EHR data – usually one episode of care has one medical record number for the patient from beginning to end. Every thing else is a detail - with its own place of service, condition, procedure, dates etc. There is no need to infer the episode using temporal association, because the source data links the episode using the same medical record number. The medical record number ties together all the details starting from ambulance ride to discharge. If there is no medical record number, then we have a problem (similar to claims data), and in those cases visit_occurrence may need to be derived using an algorithm during ETL (these are tough choices, and hopefully rate choices), while visit_detail will have provenance to the source data.
Yes - institutional claims header would go to visit_occurrence, institutional claim detail to visit_detail.
Details go to visit_detail, header goes to visit_occurrrence.
Claims: claims summary/header goes to visit_occurrence, claims line/detail to visit_detail.
EHR: medical record number level summary information to visit_occurrence, details to visit_detail. Some of the visit_occurrence in EHR may have to be ‘derived during ETL’.
At any one day, there could be more than one visit.
One visit may involve multiple providers, in which case the ETL must specify how a single provider id is selected or leave the provider_id field null.
One visit may involve multiple Care Sites, in which case the ETL must specify how a single care_site id is selected or leave the care_site_id field null.
Visit_detail will capture what visit_occurrence cannot. e.g. you dont have to select a single provider, or care_site in visit_detail.
At the end of the day, ohdsi standard tools like Atlas rely on building era’s based on temporal association and use collapse strategy like era-fy to build cohorts @chris_knoll. So, we can use circe-be to build cohorts using combination of visit_occurrence and visit_detail.

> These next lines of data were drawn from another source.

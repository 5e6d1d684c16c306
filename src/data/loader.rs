use std::io;
use std::path::Path;

use arrow::array::{Array, ArrayRef, Float32Array, Float64Array};
use parquet::arrow::arrow_reader::ParquetRecordBatchReaderBuilder;
use serde_json::Value as JsonValue;

use super::model::CrossSectionTable;
use crate::error::{Error, Result};

/// Extensions recognised as cross-section tables, in lookup order.
pub const TABLE_EXTENSIONS: &[&str] = &["csv", "json", "parquet"];

// ---------------------------------------------------------------------------
// Public entry-point
// ---------------------------------------------------------------------------

/// Load a cross-section table from a file.  Dispatch by extension.
///
/// Supported formats:
/// * `.csv`     – two numeric columns (energy in eV, sigma in barns), optional header row
/// * `.json`    – `{ "energy_eV": [...], "sigma_b": [...] }`
/// * `.parquet` – two Float64/Float32 columns, energy first
pub fn load_cross_section_table(path: &Path) -> Result<CrossSectionTable> {
    if !path.is_file() {
        return Err(Error::not_found(path));
    }

    let ext = path
        .extension()
        .and_then(|e| e.to_str())
        .unwrap_or("")
        .to_ascii_lowercase();

    let table = match ext.as_str() {
        "csv" => load_csv(path),
        "json" => load_json(path),
        "parquet" | "pq" => load_parquet(path),
        other => Err(Error::malformed(
            path,
            format!("unsupported table extension: .{other}"),
        )),
    }?;

    log::debug!(
        "loaded {} cross-section samples from {}",
        table.len(),
        path.display()
    );
    Ok(table)
}

fn open_error(path: &Path, e: io::Error) -> Error {
    if e.kind() == io::ErrorKind::NotFound {
        Error::not_found(path)
    } else {
        Error::from(e)
    }
}

// ---------------------------------------------------------------------------
// CSV loader
// ---------------------------------------------------------------------------

/// CSV layout: exactly two columns, energy (eV) then sigma (barns).
/// A first row whose energy cell is not numeric is treated as the header
/// (`E_eV,Sig_b` in the evaluated-library exports).
fn load_csv(path: &Path) -> Result<CrossSectionTable> {
    let file = std::fs::File::open(path).map_err(|e| open_error(path, e))?;
    let mut reader = csv::ReaderBuilder::new()
        .has_headers(false)
        .flexible(true)
        .trim(csv::Trim::All)
        .from_reader(file);

    let mut energy = Vec::new();
    let mut sigma = Vec::new();

    for (row_no, result) in reader.records().enumerate() {
        let record =
            result.map_err(|e| Error::malformed(path, format!("CSV row {row_no}: {e}")))?;

        if record.len() != 2 {
            return Err(Error::malformed(
                path,
                format!("CSV row {row_no}: expected 2 columns, found {}", record.len()),
            ));
        }

        let e_cell = record.get(0).unwrap_or("");
        let s_cell = record.get(1).unwrap_or("");

        if row_no == 0 && e_cell.parse::<f64>().is_err() {
            continue;
        }

        energy.push(parse_cell(path, e_cell, row_no, "energy")?);
        sigma.push(parse_cell(path, s_cell, row_no, "sigma")?);
    }

    CrossSectionTable::from_columns(path, energy, sigma)
}

fn parse_cell(path: &Path, cell: &str, row: usize, col: &str) -> Result<f64> {
    cell.parse::<f64>().map_err(|_| {
        Error::malformed(path, format!("row {row}, {col}: '{cell}' is not a number"))
    })
}

// ---------------------------------------------------------------------------
// JSON loader
// ---------------------------------------------------------------------------

/// Expected JSON schema:
///
/// ```json
/// { "energy_eV": [1.0e-5, 2.0e-5, ...], "sigma_b": [120.3, 119.8, ...] }
/// ```
fn load_json(path: &Path) -> Result<CrossSectionTable> {
    let text = std::fs::read_to_string(path).map_err(|e| open_error(path, e))?;
    let root: JsonValue = serde_json::from_str(&text)
        .map_err(|e| Error::malformed(path, format!("parsing JSON: {e}")))?;

    let obj = root
        .as_object()
        .ok_or_else(|| Error::malformed(path, "expected top-level JSON object"))?;

    if let Some(extra) = obj.keys().find(|k| *k != "energy_eV" && *k != "sigma_b") {
        return Err(Error::malformed(path, format!("unexpected column '{extra}'")));
    }

    let energy = json_array_to_f64(path, obj.get("energy_eV"), "energy_eV")?;
    let sigma = json_array_to_f64(path, obj.get("sigma_b"), "sigma_b")?;

    CrossSectionTable::from_columns(path, energy, sigma)
}

fn json_array_to_f64(path: &Path, val: Option<&JsonValue>, col: &str) -> Result<Vec<f64>> {
    let arr = val
        .and_then(|v| v.as_array())
        .ok_or_else(|| Error::malformed(path, format!("missing or invalid '{col}' array")))?;

    arr.iter()
        .enumerate()
        .map(|(j, v)| {
            v.as_f64()
                .ok_or_else(|| Error::malformed(path, format!("{col}[{j}]: not a number")))
        })
        .collect()
}

// ---------------------------------------------------------------------------
// Parquet loader
// ---------------------------------------------------------------------------

/// Load a Parquet table.
///
/// Expected schema: exactly two Float64 (or Float32) columns, energy first.
/// Column names are not interpreted.
fn load_parquet(path: &Path) -> Result<CrossSectionTable> {
    let file = std::fs::File::open(path).map_err(|e| open_error(path, e))?;
    let builder = ParquetRecordBatchReaderBuilder::try_new(file)
        .map_err(|e| Error::malformed(path, format!("reading parquet metadata: {e}")))?;
    let reader = builder
        .build()
        .map_err(|e| Error::malformed(path, format!("building parquet reader: {e}")))?;

    let mut energy = Vec::new();
    let mut sigma = Vec::new();

    for batch_result in reader {
        let batch = batch_result
            .map_err(|e| Error::malformed(path, format!("reading parquet record batch: {e}")))?;

        if batch.num_columns() != 2 {
            return Err(Error::malformed(
                path,
                format!("expected 2 columns, found {}", batch.num_columns()),
            ));
        }

        energy.extend(
            extract_f64_column(batch.column(0))
                .map_err(|d| Error::malformed(path, format!("energy column: {d}")))?,
        );
        sigma.extend(
            extract_f64_column(batch.column(1))
                .map_err(|d| Error::malformed(path, format!("sigma column: {d}")))?,
        );
    }

    CrossSectionTable::from_columns(path, energy, sigma)
}

// -- Parquet / Arrow helpers --

/// Extract a `Vec<f64>` from a Float64 or Float32 column. Nulls become NaN
/// and are rejected by the table invariants.
fn extract_f64_column(col: &ArrayRef) -> std::result::Result<Vec<f64>, String> {
    if let Some(f64_arr) = col.as_any().downcast_ref::<Float64Array>() {
        Ok(f64_arr.iter().map(|v| v.unwrap_or(f64::NAN)).collect())
    } else if let Some(f32_arr) = col.as_any().downcast_ref::<Float32Array>() {
        Ok(f32_arr
            .iter()
            .map(|v| v.map(f64::from).unwrap_or(f64::NAN))
            .collect())
    } else {
        Err(format!(
            "column type is {:?}, expected Float64 or Float32",
            col.data_type()
        ))
    }
}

Check out the concept_id’s i am proposing here as part of the cost table proposal - concepts. The use of concept_class unambiguously differentiates between total/summary cost and component cost. Summary cost concepts should be linked only to summary table like drug_occurrence and visit_occurrence, Component/Detail costs should only be linked to detail tables e.g. visit_detail, procedure_occurrence, condition_occurrence. I would also argue that with visit_detail - we should not relate cost table to procedure_occurrence anymore @jenniferduryea - I think this will be a point of contention. I would argue that we join detail cost from cost to visit_detail.visit_detail_id and visit_detail.visit_detail_id, and then to procedure_occurrence.visit_detail_id. The only exception would be when we have costs without visit information (rare and non standard).
The proposed concept’s will put the guard rail. The rule that we should only link the the detail concepts to detail, and summary to summary tables will add guard rails.